Earn the grades and treat yourself to the boots at Christmas.


----------



## Peak and Pine (Sep 12, 2007)

But when you get that golden beauty, Cards, you've got to promise not to wear it in a plastic chair with duct tape on your wrist, a dead beer and a cat litter scoop. Setting is everything. Or in the case of that pic, nothing.

I've got one of those suits, three piece, that I got so far as replacing the leather-twist buttons with bone, but it needs further work. Think I'll dig it out; thanks for the kick. Hope you get one. Very _Talented Mr. Ripley_.


----------



## CMDC (Jan 31, 2009)

Brooksfan said:


> 3r2 sport coats that look like tweed but can be worn year around in grey herringbone, houndstooth and glen plaid. Love tweed but hate being hot. I've been looking for a wool/silk/linen blend in these patterns but everything I've seen has great patterns and textures but the color is too light.
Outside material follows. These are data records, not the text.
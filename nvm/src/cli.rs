use anyhow::{Context, Result};
use clap::Parser;
use std::fs::{self, File};
use std::io::{BufWriter, Write};
use std::path::PathBuf;

use crate::runner::run_files;
use crate::settings::MachineSettings;

#[derive(Parser, Debug)]
#[command(
    name = "nvm",
    about = "Nibble Virtual Machine - stream a data file through a byte-code program",
    long_about = "The Nibble Virtual Machine (NVM) loads up to 256 bytes of 2-byte instructions\n\
                  and runs them against a data file, one byte per IN and OUT instruction.\n\
                  Output goes to stdout unless --output is given.",
    version
)]
pub struct Cli {
    /// Program file to execute
    pub program_file: PathBuf,

    /// Data file consumed by IN instructions
    #[arg(required_unless_present = "disassemble")]
    pub data_file: Option<PathBuf>,

    /// Write OUT bytes to this file instead of stdout
    #[arg(short = 'o', long)]
    pub output: Option<PathBuf>,

    /// Fault after executing this many instructions
    #[arg(short = 'm', long)]
    pub max_steps: Option<u64>,

    /// Settings file (default: $XDG_CONFIG_HOME/nvm/settings.json)
    #[arg(short = 'c', long)]
    pub config: Option<PathBuf>,

    /// Log VM lifecycle events
    #[arg(short = 'v', long)]
    pub verbose: bool,

    /// Log every executed instruction
    #[arg(long)]
    pub trace: bool,

    /// Print the register file to stderr when the run ends
    #[arg(long)]
    pub dump_registers: bool,

    /// Print a listing of the program and exit without running it
    #[arg(long)]
    pub disassemble: bool,

    /// Do not append a newline to stdout after the run
    #[arg(long)]
    pub no_newline: bool,
}

impl Cli {
    /// Log filter used when RUST_LOG is not set
    pub fn default_log_filter(&self) -> &'static str {
        if self.trace {
            "trace"
        } else if self.verbose {
            "debug"
        } else {
            "warn"
        }
    }

    /// Command-line flags take precedence over the settings file.
    pub fn apply_overrides(&self, mut settings: MachineSettings) -> MachineSettings {
        if self.max_steps.is_some() {
            settings.max_steps = self.max_steps;
        }
        if self.dump_registers {
            settings.dump_registers = true;
        }
        settings
    }

    /// Settings file named by `--config`, else the default location, with
    /// command-line overrides applied.
    pub fn load_settings(&self) -> Result<MachineSettings> {
        let settings = match &self.config {
            Some(path) => MachineSettings::load_from(path)?,
            None => MachineSettings::load(),
        };
        let settings = self.apply_overrides(settings);
        log::debug!("Effective settings: {}", settings.to_json());
        Ok(settings)
    }

    /// Carry out the command. OUT bytes go to `stdout` unless `--output` names
    /// a file; a normal halt on stdout ends with a newline.
    pub fn execute<W: Write>(&self, stdout: &mut W) -> Result<()> {
        if self.disassemble {
            let program = fs::read(&self.program_file).with_context(|| {
                format!("Failed to open program file '{}'", self.program_file.display())
            })?;
            for line in nibble_isa::format_listing(&program) {
                writeln!(stdout, "{line}")?;
            }
            return Ok(());
        }

        let Some(data_file) = &self.data_file else {
            anyhow::bail!("No data file given");
        };
        let settings = self.load_settings()?;

        match &self.output {
            Some(path) => {
                let file = File::create(path)
                    .with_context(|| format!("Failed to create output file '{}'", path.display()))?;
                let mut output = BufWriter::new(file);
                run_files(&self.program_file, data_file, &mut output, &settings)?;
            }
            None => {
                run_files(&self.program_file, data_file, &mut *stdout, &settings)?;
                if !self.no_newline {
                    writeln!(stdout)?;
                }
            }
        }

        Ok(())
    }
}
pub mod vm;
pub mod cli;
pub mod constants;
pub mod debug;
pub mod error;
pub mod runner;
pub mod settings;

// Re-export commonly used types
pub use vm::{VM, VMState, ProgramStore};
pub use error::VmError;
pub use settings::MachineSettings;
Don't know how close you are to a JPress brick and mortar but I'd check there. I found exactly this in a glenplaid that I'm hoping to debut soon. Navy and white with a light blue running through the pattern. Was able to get it during the 25% + 25% sale a while back. Dropped it down to about $200.


----------



## Mississippi Mud (Oct 15, 2009)

I've already made out my wish list:

Some pebble grain chukkas like the ones posted in the Exchange would be nice [in my size, please]. Also, I'm pretty well rigged with outerwear, but I'd like to pick up a fleck donegal tweed (holding out for patch pockets) and a Filson Weekender. These are not necessities, however.

I will buy a sweater or two this fall. I like this style from Barbour, but the alacantra (read "poly") suede patches have me spooked.

And then there's always a shetland from Barbour, Press, O'Connells, or North River. Can't decide.


----------



## Peak and Pine (Sep 12, 2007)

ZachGranstrom said:


> *Fall Wishlist*
> I wish for World peace, Universal heathcare, and good grades...but I'll settle with a pair of Alden Indy Boots.


I think you left out a jug of Clearasil and a case of condums. (He's 19.)


----------



## rbstc123 (Jun 13, 2007)

-3 piece brown, herringbone, tweed suit. 
-British tan cap toe boots.
The list is long so I'll stop with my top 2.


----------



## phyrpowr (Aug 30, 2009)

A pair of Alden "George" boots (monkstrap chukka) in #8 shell keeps calling me. Don't even know if they're still made, but since I got my property tax bill two days ago, it doesn't make a lick of difference.


----------



## Pentheos (Jun 30, 2008)

Peak and Pine said:


> But when you get that golden beauty, Cards, you've got to promise not to wear it in a plastic chair with duct tape on your wrist, a dead beer and a cat litter scoop. Setting is everything. Or in the case of that pic, nothing.
> 
> I've got one of those suits, three piece, that I got so far as replacing the leather-twist buttons with bone, but it needs further work. Think I'll dig it out; thanks for the kick. Hope you get one. Very _Talented Mr. Ripley_.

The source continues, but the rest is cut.